Anecdotally, I have seen it time and time again in my career. Most digital transformation attempts fail. Countless ERP rollouts, that not only overran, but ended up with orgs in a worse situation that they started – sub optimal processes now calcified in systems that are expensive and hard to change.

Better management works without new tech

Bloom et al introduced modern management practices into Indian textile firms – standard procedures, quality control, performance tracking. Within a year, productivity rose 11–17 percent. Crucially, these gains came not from new machinery or IT investment, but from better ways of working. In fact, computer use increased as a consequence of adopting better management practices, not as the driver. 5

Large-scale surveys across thousands of firms show the same pattern: management quality is consistently linked to higher productivity, profitability and survival. The practices that matter are not about technology, but about how organisations are run – setting clear, outcome-focused targets, monitoring performance with regular feedback, driving continuous improvement, and rewarding talent on merit. These disciplines also enable more decentralised decision-making, empowering teams to solve problems closer to the work. US multinationals outperform their peers abroad not because they have better technology, but because they are better managed. 6

AI: today’s diet plan – and why top-down continues to fail

AI adoption is largely failing. Who could have imagined? Despite the enormous hype, most pilots stall and broader rollouts struggle to deliver. McKinsey’s global AI survey finds that while uptake is widespread, only a small minority of companies are seeing meaningful productivity or financial gains.7

And those that are? Unsurprisingly, they’re the ones rewiring how their companies are run.8 BCG reports the same pattern: the organisations capturing the greatest returns are the ones that focus on organisational change – empowered teams, redesigned workflows, new ways of working – not those treating AI as a technology rollout. As they put it, “To get an AI transformation right, 70% of the focus should be on people and processes.” 9 (you may well expect them to say that of course).

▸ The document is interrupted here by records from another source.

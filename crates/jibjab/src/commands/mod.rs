//! CLI command implementations - one command per file.

pub mod decompile;
pub mod run;
pub mod targets;

use anyhow::{Context, bail};
use jibjab::TargetId;
use jibjab_languages::profile_for_extension;
use std::io::Read;
use std::path::Path;

/// Read `path` (`-` for stdin) and decide which target it is written in.
pub(crate) fn read_source(path: &Path, target: Option<TargetId>) -> anyhow::Result<(TargetId, String)> {
    let target = match target {
        Some(target) => target,
        None => infer_target(path)?,
    };
    let source = if path == Path::new("-") {
        let mut source = String::new();
        std::io::stdin()
            .read_to_string(&mut source)
            .context("failed to read stdin")?;
        source
    } else {
        std::fs::read_to_string(path)
            .with_context(|| format!("failed to read {}", path.display()))?
    };
    Ok((target, source))
}

fn infer_target(path: &Path) -> anyhow::Result<TargetId> {
    let Some(ext) = path.extension().and_then(|e| e.to_str()) else {
        bail!(
            "cannot tell the target of {}; pass --target",
            path.display()
        );
    };
    profile_for_extension(ext)
        .map(|p| p.target)
        .with_context(|| format!("no target uses .{ext} files; pass --target"))
}
//! Swift.

use crate::c_family;
use crate::profile::{
    BlockStyle, LanguageProfile, Literals, ParamStyle, Quirks, Recognizers, ToolchainDefaults,
    re,
};
use crate::TargetId;

pub(crate) fn profile() -> LanguageProfile {
    LanguageProfile {
        target: TargetId::Swift,
        name: "Swift",
        extension: "swift",
        comment_prefix: "//",
        block_style: BlockStyle::Braces,
        indent_width: 4,
        literals: Literals {
            yes: "true",
            no: "false",
            nil: "nil",
        },
        operators: c_family::OPERATORS,
        param_style: ParamStyle::Annotated,
        builtins: &["print", "String", "Int", "Double", "abs", "min", "max", "JJError"],
        reserved: &[
            "break", "catch", "continue", "do", "else", "for", "func", "guard", "if", "in", "let",
            "return", "switch", "throw", "try", "var", "while",
        ],
        header_prefixes: &["// Transpiled from JibJab", "import Foundation"],
        forward_decl: None,
        main_wrapper: None,
        quirks: Quirks::default(),
        recognizers: Some(Recognizers {
            closer: Some(re(r"^\}$")),
            func_def: re(
                r"^func\s+(?P<name>\w+)\s*\((?P<params>[^)]*)\)\s*(?:throws\s*)?(?:->\s*[\w\[\]?<>:, ]+?)?\s*\{$",
            ),
            for_loop: re(
                r"^for\s+(?P<var>\w+)\s+in\s+(?P<start>[^.]+?)\s*\.\.<\s*(?P<end>.+?)\s*\{$",
            ),
            conditional: re(r"^if\s+(?P<cond>.+?)\s*\{$"),
            alternative: re(r"^(?P<close>\})?\s*else\s*\{$"),
            returns: re(r"^return\s+(?P<value>.+)$"),
            emit: vec![re(r"^print\((?P<value>.*)\)$")],
            bind: vec![
                re(r"^(?:var|let)\s+(?P<name>\w+)\s*(?::\s*[\w\[\]?<>, ]+?)?\s*=\s*(?P<value>.+)$"),
                re(r"^(?P<name>\w+)\s*=\s*(?P<value>[^=].*)$"),
            ],
            try_open: Some(re(r"^do\s*\{$")),
            catch: Some(re(
                r"^(?P<close>\})?\s*catch(?:\s+let\s+(?P<var>\w+))?\s*\{$",
            )),
            throw: vec![
                re(r"^throw\s+\w+\((?:message:\s*)?(?P<value>.*)\)$"),
                re(r"^throw\s+(?P<value>.+)$"),
            ],
        }),
        toolchain: ToolchainDefaults {
            compile: Some(&["swiftc", "-o", "{out}", "{src}"]),
            run: &["{out}"],
        },
    }
}

#[cfg(test)]
mod tests {
    use super::*;

    #[test]
    fn half_open_ranges() {
        let p = profile();
        let r = p.recognizers.as_ref().unwrap();
        let caps = r.for_loop.captures("for i in 0..<10 {").unwrap();
        assert_eq!((&caps["var"], &caps["start"], &caps["end"]), ("i", "0", "10"));
        let caps = r.for_loop.captures("for i in 1..<(n + 1) {").unwrap();
        assert_eq!(&caps["end"], "(n + 1)");
    }

    #[test]
    fn typed_functions() {
        let p = profile();
        let r = p.recognizers.as_ref().unwrap();
        let caps = r.func_def.captures("func fib(_ n: Int) -> Int {").unwrap();
        assert_eq!((&caps["name"], &caps["params"]), ("fib", "_ n: Int"));
        assert!(r.func_def.is_match("func greet() {"));
    }
}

Yet many firms are rushing headlong into the same old mistakes, only this time at greater speed and scale. “AI-first” mandates are pushed from the top down, with staff measured on how much AI they use instead of whether it creates any real value.

Lessons from software development

The DevOps Research and Assessment (DORA) programme 10 has spent the past decade studying what makes software teams successful. Its work draws on thousands of organisations worldwide and consistently shows that the biggest performance differences come not from technology choices, but from practices and processes: culture, trust, fast feedback loops, empowered teams, and continuous improvement 11.

Cloud computing was the catalyst for the DevOps movement, but you could have been doing all of these things anyway without any whizzy cloud infrastructure.

Now GenAI code generation is exposing similar. All the evidence to date is suggesting productivity and quality gains only appear when teams already have strong engineering foundations: highly automated build, test and deployment and frequently releasing small incremental changes. Without these guardrails, AI just produces poor-quality code at higher speed 12 and exacerbates downstream bottlenecks 13.

And none of this is really new. Agile and Extreme Programming largely canonised all the practices advocated for by the DevOps movement more than 20 years ago – themselves rooted in the management thinking of Toyota and W. Edwards Deming in post-war Japan. They’ve always been valuable – with or without cloud, with or without AI.

Maybe (hopefully) GenAI will be the catalyst for broader adoption of these practices, but it begs the question: if teams have to adopt them in order to get value from AI, where is most of the benefit really coming from – the AI tools themselves, or the overdue adoption of ways of working that have proven to work for decades? Just as with diet plans, the results come from habits that were always known to work.

Tech gets the credit, but does it deserve it?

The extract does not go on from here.